To fill this gap in our understanding of the gut microbiome ecology, we developed a novel strategy that combines fluorescence in-situ hybridization (FISH) with the spatial dissection power of laser capture microdissection (LCM) and 16S microbiome sequencing. We found that the microbial community closest to the host overlying the inner mucus layer forms a unique structure that harbors significantly higher species richness, selectively excludes bacteria belonging to class Gammaproteobacteria and whose integrity is dependent on anaerobic bacteria such as Clostridia.
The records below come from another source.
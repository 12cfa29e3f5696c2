// matchday/src/registry.rs

//! A type-keyed registry: one pipeline per context data type, dispatched by
//! the type of the `ContextData` handed to [`Registry::run`].

use crate::error::PipelineError;
use crate::pipeline::{ContextData, Pipeline, PipelineReport};

use async_trait::async_trait;
use parking_lot::RwLock;
use std::any::{Any, TypeId};
use std::collections::HashMap;
use std::marker::PhantomData;
use std::sync::Arc;
use tracing::{event, Level};

#[async_trait]
trait AnyPipelineRunner<AppErr>: Send + Sync
where
  AppErr: std::error::Error + Send + Sync + 'static,
{
  /// `ctx_obj` holds a `ContextData<TData>` for the wrapped pipeline's `TData`.
  async fn run_erased(&self, ctx_obj: Box<dyn Any + Send>) -> Result<PipelineReport, AppErr>;
}

struct PipelineWrapper<TData, HandlerErr, AppErr>
where
  TData: 'static + Send + Sync,
  HandlerErr: std::error::Error + From<PipelineError> + Send + Sync + 'static,
{
  pipeline: Arc<Pipeline<TData, HandlerErr>>,
  _app_err: PhantomData<fn() -> AppErr>,
}

#[async_trait]
impl<TData, HandlerErr, AppErr> AnyPipelineRunner<AppErr> for PipelineWrapper<TData, HandlerErr, AppErr>
where
  TData: 'static + Send + Sync,
  HandlerErr: std::error::Error + From<PipelineError> + Send + Sync + 'static,
  AppErr: std::error::Error + From<HandlerErr> + From<PipelineError> + Send + Sync + 'static,
{
  async fn run_erased(&self, ctx_obj: Box<dyn Any + Send>) -> Result<PipelineReport, AppErr> {
    let ctx_data = match ctx_obj.downcast::<ContextData<TData>>() {
      Ok(boxed) => *boxed,
      Err(_) => {
        let expected_type = std::any::type_name::<ContextData<TData>>().to_string();
        event!(Level::ERROR, %expected_type, "Context object type mismatch.");
        return Err(AppErr::from(PipelineError::TypeMismatch { expected_type }));
      }
    };
    self.pipeline.run(ctx_data).await.map_err(AppErr::from)
  }
}

/// Holds the application's pipelines. `AppErr` is what [`Registry::run`] returns.
pub struct Registry<AppErr = PipelineError>
where
  AppErr: std::error::Error + From<PipelineError> + Send + Sync + 'static,
{
  pipelines: RwLock<HashMap<TypeId, Arc<dyn AnyPipelineRunner<AppErr>>>>,
}

impl<AppErr> Default for Registry<AppErr>
where
  AppErr: std::error::Error + From<PipelineError> + Send + Sync + 'static,
{
  fn default() -> Self {
    Self::new()
  }
}

impl<AppErr> Registry<AppErr>
where
  AppErr: std::error::Error + From<PipelineError> + Send + Sync + 'static,
{
  pub fn new() -> Self {
    Self {
      pipelines: RwLock::new(HashMap::new()),
    }
  }

  /// Registers `pipeline` for its context type, replacing any previous one.
  pub fn register_pipeline<TData, HandlerErr>(&self, pipeline: Pipeline<TData, HandlerErr>)
  where
    TData: 'static + Send + Sync,
    HandlerErr: std::error::Error + From<PipelineError> + Send + Sync + 'static,
    AppErr: From<HandlerErr>,
  {
    event!(
      Level::DEBUG,
      context_type = %std::any::type_name::<TData>(),
      steps = ?pipeline.step_names(),
      "Registering pipeline."
    );
    let wrapper = PipelineWrapper::<TData, HandlerErr, AppErr> {
      pipeline: Arc::new(pipeline),
      _app_err: PhantomData,
    };
    self.pipelines.write().insert(TypeId::of::<TData>(), Arc::new(wrapper));
  }

  pub fn is_registered<TData: 'static>(&self) -> bool {
    self.pipelines.read().contains_key(&TypeId::of::<TData>())
  }

  /// Runs the pipeline registered for `TData`.
  pub async fn run<TData>(&self, ctx_data: ContextData<TData>) -> Result<PipelineReport, AppErr>
  where
    TData: 'static + Send + Sync,
  {
    let runner = self
      .pipelines
      .read()
      .get(&TypeId::of::<TData>())
      .cloned()
      .ok_or_else(|| {
        let type_name = std::any::type_name::<TData>().to_string();
        event!(Level::ERROR, %type_name, "No pipeline registered.");
        AppErr::from(PipelineError::NotRegistered { type_name })
      })?;

    runner.run_erased(Box::new(ctx_data)).await
  }
}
We propose that this community represents a previously unrecognized ecological safe harbor that promotes stability of the gut microbiome.
Results
Bacteria overlying the colonic mucus forms dense community structure that is compositionally distinct from adjoining community
Fluorescence in-situ hybridization (FISH) to 16s rRNA gene in combination with specialized tissue fixation methodologies that preserve mucus structure in an intact state enable the observation of microbe-microbe and host-microbe relationships in-situ.4,11,12 To understand the landscape of bacterial communities residing within the gut, we evaluated the spatial organization of gut bacteria in the transverse sections of mouse colon using universal 16s rRNA FISH probes (Figure 1a). FISH analysis of transverse sections of Carnoy’s fixed mouse colon showed that bacteria mixed in with digesta occupied the luminal space uniformly. However, a dense band of bacterial cells localized adjacent to the mucosa all around the tissue cross-section. Quantitative measurement revealed that the dense band of bacteria extended up to 29 μm into the lumen (Figure 1a and b). The dense bacterial community resided at the boundary of inner and outer mucus layer (Figure 1c), and was on average 17 μm thick in mice from our colony at Brown University (Figure 1d). Similar structure comprising dense bacterial community close to the mucosa has been observed by FISH in mice by Swidsinski et al. which they named “interlaced layer” due to the bacterial organization being interlaced between the epithelium and fecal material.13 Furthermore, in the colon of gnotobiotic mice colonized with a defined 15-member community, bacteria were found to be concentrated at the border between the lumen and mucosa,14 thus indicating that higher concentration of bacteria at the intersection of mucus layer and lumen is a conserved feature of microbial community organization within the mouse colon. In addition to being found within the mouse colon, such a structure has also been identified in rats, baboons, and humans15 suggesting that mucus-associated dense bacteria community is present throughout mammalian gut microbiomes. However, the ecological characteristics and importance of this community to the host have yet to be defined.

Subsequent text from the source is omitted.